Monday, April 9, 2012

Getting ugly.

It may be me, but I have a bad feeling that race relations at present are worst than they have been in decades. I don't know the reason for the decline, besides the obvious answer of many hands reaching for a piece of the same shrinking pie.

I wonder if some people will ever come to grips with the notion of having a black president? Does he engender such anger and distrust merely because some do not agree with his politics or could other factors be in play? An innate suspicion of someone who doesn't resemble us perhaps?

I like to look at a lot of different sources of news. Two places I enjoy going are the CNN and USA Today online comments sections. The sites are both ostensibly non partisan and they get a wide mix of political persuasions, all slugging it out pretty good.

Anyway, we have had a whammy of stories lately, all dealing with an undercurrent of race. Trayvon Williams' shooting first, then Tulsa. A young white man's father had been shot and killed in an argument with a black man and the son sought retribution. A writer for a respected conservative magazine, National Review, writes an incredible indictment of blacks and why we should really be afraid of them. Got him fired. This is on the heels of Buchanan. Fox News interviews the heavily armed Neo Nazis that are marching in Florida to keep the white people safe today and calls them "another civil rights group." Ruben Navarette wrote an article yesterday about minority journalists getting purged in the print shrinkage of the news and print world.

When Williams got shot, the online comments often went something like this; black people shoot white people all the time, what about that?

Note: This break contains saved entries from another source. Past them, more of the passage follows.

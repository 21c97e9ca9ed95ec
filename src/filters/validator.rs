//! Filter delegating acceptance to an injected validator
//!
//! The validator filter carries an arbitrary [`Validator`] instance, so it is
//! constructed directly rather than resolved by name; options cannot describe
//! a capability object.

use crate::core::{Filter, FilterRef, LogEvent, Validator};

pub struct ValidatorFilter {
    validator: Box<dyn Validator>,
}

impl ValidatorFilter {
    pub fn new(validator: impl Validator + 'static) -> Self {
        Self {
            validator: Box::new(validator),
        }
    }
}

impl Filter for ValidatorFilter {
    fn accept(&self, event: &LogEvent) -> bool {
        self.validator.is_valid(&event.message)
    }
}

impl From<ValidatorFilter> for FilterRef {
    fn from(filter: ValidatorFilter) -> Self {
        FilterRef::from_filter(filter)
    }
}

/// Reference validator: accepts non-empty, all-digit strings
#[derive(Debug, Clone, Copy, Default)]
pub struct DigitsValidator;

impl Validator for DigitsValidator {
    fn is_valid(&self, value: &str) -> bool {
        !value.is_empty() && value.chars().all(|c| c.is_ascii_digit())
    }
}

#[cfg(test)]
mod tests {
    use super::*;
    use crate::core::{EventBuilder, Severity};
    use serde_json::json;

    fn event(message: &str) -> LogEvent {
        EventBuilder::new()
            .build(Severity::Info, json!(message), json!({}))
            .unwrap()
    }

    #[test]
    fn test_digits_validator() {
        let validator = DigitsValidator;
        assert!(validator.is_valid("123"));
        assert!(!validator.is_valid("12a"));
        assert!(!validator.is_valid(""));
    }

    #[test]
    fn test_delegation() {
        let filter = ValidatorFilter::new(DigitsValidator);
        assert!(filter.accept(&event("123")));
        assert!(!filter.accept(&event("tottakai")));
    }

    #[test]
    fn test_custom_validator() {
        struct MaxLen(usize);
        impl Validator for MaxLen {
            fn is_valid(&self, value: &str) -> bool {
                value.len() <= self.0
            }
        }

        let filter = ValidatorFilter::new(MaxLen(5));
        assert!(filter.accept(&event("short")));
        assert!(!filter.accept(&event("far too long")));
    }
}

After the Tulsa shooting and before there were suspects the USA Today rhetoric was also quite colorful: why do you have to say five black people were killed instead of five people? Why do you have to say the black community is worried about continued shootings instead of the community and how do you know the shooter wasn't an angry black man or woman? Now this takes a bit of intuition but there aren't a lot of blacks with vendettas against people with dark skin. These people were targeted. Capiche? But the argument is made every day now that white people are essentially color blind and that minorities are the real racists.

I thought that we were past it but things are getting ugly. Go to USA Today after any story about race and see what I mean.